Emerald was just one of several talks last week on innovations in health care.

Sheng Xu, an assistant professor in the Department of Nanoengineering at UC San Diego, described another approach to less-invasive health monitoring. Stretchable electronics can capture a variety of physical and chemical signals, and send them wirelessly to a cell phone or the cloud, but these are literally skin deep. The Xu Research Group developed a stretchable ultrasound device that can see through the skin to capture more vital signs. For example, the device can be worn on the neck to monitor the carotid artery and jugular vein well below the skin's surface.

Frequency Therapeutics has just started the first clinical trial of a so-called Progenitor Cell Activation (PCA) platform, a proprietary compound of small molecules that activates the inner ear's cells to regenerate, or divide and form new sensory cells, potentially reversing hearing loss. Co-founder and vice president Will McLean said that the human body has some tissues that naturally regenerate, but nothing like the intestine, which completely regenerates its lining every five to seven days. Frequency Therapeutics developed small-molecule drugs that can control this process in the intestine.
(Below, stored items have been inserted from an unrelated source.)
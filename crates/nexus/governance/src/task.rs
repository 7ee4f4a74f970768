//! Repeating background work with explicit cancellation

use std::future::Future;
use std::time::Duration;
use tokio::sync::watch;
use tokio::task::JoinHandle;
use tokio::time::{interval_at, Instant, MissedTickBehavior};

/// Handle to a running [`RepeatingTask`].
///
/// Dropping the handle cancels the task.
#[derive(Debug)]
pub struct TaskHandle {
    name: &'static str,
    cancel_tx: watch::Sender<bool>,
    join: Option<JoinHandle<()>>,
}

impl TaskHandle {
    pub fn name(&self) -> &'static str {
        self.name
    }

    /// Ask the task to stop after its current run, if any.
    pub fn cancel(&self) {
        let _ = self.cancel_tx.send(true);
    }

    pub fn is_finished(&self) -> bool {
        self.join.as_ref().map_or(true, JoinHandle::is_finished)
    }

    /// Cancel and wait for the task to exit.
    pub async fn stop(mut self) {
        self.cancel();
        if let Some(join) = self.join.take() {
            if let Err(err) = join.await {
                tracing::warn!(task = self.name, error = %err, "Repeating task ended abnormally");
            }
        }
    }
}

impl Drop for TaskHandle {
    fn drop(&mut self) {
        self.cancel();
    }
}

/// Runs a job on a fixed period until cancelled.
///
/// Runs never overlap: a slow run delays the next tick instead of
/// stacking up missed ones.
pub struct RepeatingTask;

impl RepeatingTask {
    pub fn spawn<F, Fut>(
        name: &'static str,
        period: Duration,
        fire_immediately: bool,
        mut job: F,
    ) -> TaskHandle
    where
        F: FnMut() -> Fut + Send + 'static,
        Fut: Future<Output = ()> + Send + 'static,
    {
        let period = period.max(Duration::from_millis(1));
        let (cancel_tx, mut cancel_rx) = watch::channel(false);

        let join = tokio::spawn(async move {
            let start = if fire_immediately {
                Instant::now()
            } else {
                Instant::now() + period
            };
            let mut ticker = interval_at(start, period);
            ticker.set_missed_tick_behavior(MissedTickBehavior::Delay);

            tracing::debug!(task = name, period_ms = period.as_millis() as u64, "Repeating task started");

            loop {
                tokio::select! {
                    biased;
                    changed = cancel_rx.changed() => {
                        if changed.is_err() || *cancel_rx.borrow() {
                            break;
                        }
                    }
                    _ = ticker.tick() => {
                        job().await;
                    }
                }
            }

            tracing::debug!(task = name, "Repeating task stopped");
        });

        TaskHandle {
            name,
            cancel_tx,
            join: Some(join),
        }
    }
}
The cochlea happens to be a close cousin--it shares the same progenitor cell but it is not regenerative--so by using the same drugs, Frequency Therapeutics hopes to reverse hearing loss. Eventually, McLean hopes, the same techniques could be applied to other tissues such as the brain, eyes, muscles, cartilage, skin and hair,

James Dahlman, an assistant professor at the Georgia Institute of Technology, talked about the use of nanoparticles to deliver drugs to the right tissue. This "sounds like science fiction," Dahlman said, but last month the FDA approved the first genetic therapy that uses nanoparticles to treat liver disease. The catch is that we can still only design drugs that deliver medicine to the liver and the current method for testing new nanoparticles isn't scalable. Dahlman's lab figured out a way to test thousands of nanoparticles at once in a single mouse using DNA barcodes and gene sequencing to track where everything went. They are hoping this technique will lead to the discovery of safer and more effective drug treatments.

Shinjini Kundu, a physician and medical researcher at University of Pittsburgh Medical Center, developed a medical imaging technique called transport-based morphometry (TBM) that uses AI to spot latent diseases imperceptible to humans reviewing MRIs. In a study of 70 subjects, Kundu's system was able to predict signs of osteoarthritis in healthy people up to three years before symptoms became visible with 86 percent accuracy.
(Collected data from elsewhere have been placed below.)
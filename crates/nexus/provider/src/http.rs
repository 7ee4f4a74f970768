//! HTTP decision provider.
//!
//! POSTs the request as JSON and maps the response onto a
//! [`DecisionOutcome`]. Status 429 and `{"error":"RATE_LIMITED"}` bodies
//! become rate-limit signals; everything unusable becomes a failure.

use crate::{DecisionOutcome, DecisionProvider, DecisionRequest, ProviderError};
use async_trait::async_trait;
use nexus_types::{Decision, RosterProposal};
use reqwest::Client;
use serde::Deserialize;
use std::time::Duration;

const RATE_LIMITED_TAG: &str = "RATE_LIMITED";
const STATUS_TOO_MANY_REQUESTS: u16 = 429;
const DEFAULT_TIMEOUT: Duration = Duration::from_secs(30);

/// Settings for [`HttpDecisionProvider`]
#[derive(Debug, Clone)]
pub struct HttpProviderConfig {
    pub endpoint: String,
    pub api_key: Option<String>,
    pub timeout: Duration,
}

impl HttpProviderConfig {
    pub fn new(endpoint: impl Into<String>) -> Self {
        Self {
            endpoint: endpoint.into(),
            api_key: None,
            timeout: DEFAULT_TIMEOUT,
        }
    }

    pub fn with_api_key(mut self, api_key: impl Into<String>) -> Self {
        self.api_key = Some(api_key.into());
        self
    }

    pub fn with_timeout(mut self, timeout: Duration) -> Self {
        self.timeout = timeout;
        self
    }
}

#[derive(Debug, Deserialize)]
#[serde(tag = "kind", rename_all = "snake_case")]
enum WirePayload {
    Initialization(RosterProposal),
    Decision(Decision),
}

#[derive(Debug, Deserialize)]
#[serde(untagged)]
enum WireResponse {
    Error {
        error: String,
        #[serde(default)]
        cooldown: Option<u64>,
    },
    Payload(WirePayload),
}

/// Provider backed by a remote reasoning endpoint
pub struct HttpDecisionProvider {
    client: Client,
    config: HttpProviderConfig,
}

impl std::fmt::Debug for HttpDecisionProvider {
    fn fmt(&self, f: &mut std::fmt::Formatter<'_>) -> std::fmt::Result {
        f.debug_struct("HttpDecisionProvider")
            .field("endpoint", &self.config.endpoint)
            .field("timeout", &self.config.timeout)
            .finish()
    }
}

impl HttpDecisionProvider {
    pub fn new(config: HttpProviderConfig) -> Result<Self, ProviderError> {
        if config.endpoint.trim().is_empty() {
            return Err(ProviderError::Config(
                "http provider requires an endpoint".to_string(),
            ));
        }

        let client = build_http_client(config.timeout)?;
        Ok(Self { client, config })
    }

    async fn call(&self, request: &DecisionRequest) -> DecisionOutcome {
        let mut builder = self.client.post(&self.config.endpoint).json(request);
        if let Some(key) = self.config.api_key.as_deref() {
            builder = builder.bearer_auth(key);
        }

        let response = match builder.send().await {
            Ok(response) => response,
            Err(err) if err.is_timeout() => {
                return DecisionOutcome::Failure(ProviderError::Timeout(self.config.timeout))
            }
            Err(err) => {
                return DecisionOutcome::Failure(ProviderError::Transport(err.to_string()))
            }
        };

        let status = response.status().as_u16();
        let retry_after = response
            .headers()
            .get(reqwest::header::RETRY_AFTER)
            .and_then(|value| value.to_str().ok())
            .and_then(parse_retry_after);

        match response.text().await {
            Ok(body) => decode_response(status, retry_after, &body),
            Err(err) => DecisionOutcome::Failure(ProviderError::Transport(err.to_string())),
        }
    }
}

#[async_trait]
impl DecisionProvider for HttpDecisionProvider {
    fn name(&self) -> &str {
        "http"
    }

    async fn request_decision(&self, request: &DecisionRequest) -> DecisionOutcome {
        let outcome = self.call(request).await;
        if let DecisionOutcome::Failure(err) = &outcome {
            tracing::debug!(endpoint = %self.config.endpoint, error = %err, "Decision request failed");
        }
        outcome
    }
}

fn build_http_client(timeout: Duration) -> Result<Client, ProviderError> {
    let mut builder = Client::builder().timeout(timeout);
    let allow_system_proxy = std::env::var("NEXUS_USE_SYSTEM_PROXY")
        .map(|value| matches!(value.as_str(), "1" | "true" | "yes"))
        .unwrap_or(false);

    if !allow_system_proxy {
        builder = builder.no_proxy();
    }

    builder
        .build()
        .map_err(|e| ProviderError::Config(format!("failed to build HTTP client: {}", e)))
}

/// `Retry-After` in delta-seconds form; HTTP dates are not supported.
fn parse_retry_after(raw: &str) -> Option<Duration> {
    raw.trim().parse::<u64>().ok().map(Duration::from_secs)
}

/// Map a raw HTTP answer onto an outcome.
pub(crate) fn decode_response(
    status: u16,
    retry_after: Option<Duration>,
    body: &str,
) -> DecisionOutcome {
    if status == STATUS_TOO_MANY_REQUESTS {
        let hinted = serde_json::from_str::<WireResponse>(body)
            .ok()
            .and_then(|wire| match wire {
                WireResponse::Error { cooldown, .. } => cooldown.map(Duration::from_millis),
                WireResponse::Payload(_) => None,
            });
        return DecisionOutcome::rate_limited(hinted.or(retry_after));
    }

    if !(200..300).contains(&status) {
        return DecisionOutcome::Failure(ProviderError::Status {
            status,
            body: truncate(body, 320),
        });
    }

    if body.trim().is_empty() {
        return DecisionOutcome::Failure(ProviderError::Empty);
    }

    match serde_json::from_str::<WireResponse>(body) {
        Ok(WireResponse::Error { error, cooldown }) if error == RATE_LIMITED_TAG => {
            DecisionOutcome::rate_limited(cooldown.map(Duration::from_millis).or(retry_after))
        }
        Ok(WireResponse::Error { error, .. }) => {
            DecisionOutcome::Failure(ProviderError::Decode(format!("provider error: {}", error)))
        }
        Ok(WireResponse::Payload(WirePayload::Initialization(proposal))) => {
            if proposal.workers.is_empty() {
                DecisionOutcome::Failure(ProviderError::Empty)
            } else {
                DecisionOutcome::Initialization(proposal)
            }
        }
        Ok(WireResponse::Payload(WirePayload::Decision(decision))) => {
            DecisionOutcome::Decision(decision)
        }
        Err(err) => DecisionOutcome::Failure(ProviderError::Decode(err.to_string())),
    }
}

fn truncate(text: &str, max_chars: usize) -> String {
    let mut chars = text.chars();
    let head: String = chars.by_ref().take(max_chars).collect();
    if chars.next().is_some() {
        format!("{}...", head)
    } else {
        head
    }
}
Adam Marblestone, the Chief Strategy Officer at Kernel, talked about bleeding-edge efforts to develop new ways to record what is going on in the brain. The current approaches using invasive electrodes or MRIs aren't scalable, he said. We can record only one thousand neurons and at the current rate of progress it would take until the end of the century just to record all the neurons in a mouse brain--let alone the 100 billion neurons in the human brain. Instead, Marblestone said, we need to completely rethink the physical interface to the brain--an effort that began with the Obama administration's Brain Initiative.

One interesting idea is to re-engineer the cells in the brain to act like a hard drive and record their own activity in a way that could be read out later. Those experiments are fine for researchers working with animals, but they aren't suitable for humans for obvious reasons. Last year Marblestone joined Kernel, a $100 million startup backed by Bryan Johnson, founder of online payments company Braintree, that aims to develop a less invasive physical interface for neural recording to "accelerate our understanding of how the brain works and fix it when it doesn't."
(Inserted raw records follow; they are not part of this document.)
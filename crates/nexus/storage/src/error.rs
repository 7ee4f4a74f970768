use thiserror::Error;

/// Result type for storage operations.
pub type StorageResult<T> = Result<T, StorageError>;

/// Storage-layer errors.
#[derive(Debug, Error)]
pub enum StorageError {
    #[error("invalid key: {0}")]
    InvalidKey(String),

    #[error("serialization error: {0}")]
    Serialization(#[from] serde_json::Error),

    #[error("io error: {0}")]
    Io(#[from] std::io::Error),
}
Niki Bayat, is the co-founder and Chief Science Officer at AesculaTech, which has developed a smart material for medical devices that is a liquid at lower temperatures, turns into a gel when heated and becomes solid at body temperature. The gel is injectable, easily removable, and adapts to body shape. It can be inserted into the tear duct to release glaucoma medicine over an extended period. Bayat said that the company recently completed its first human trial showing that this is safe and effective treatment for glaucoma.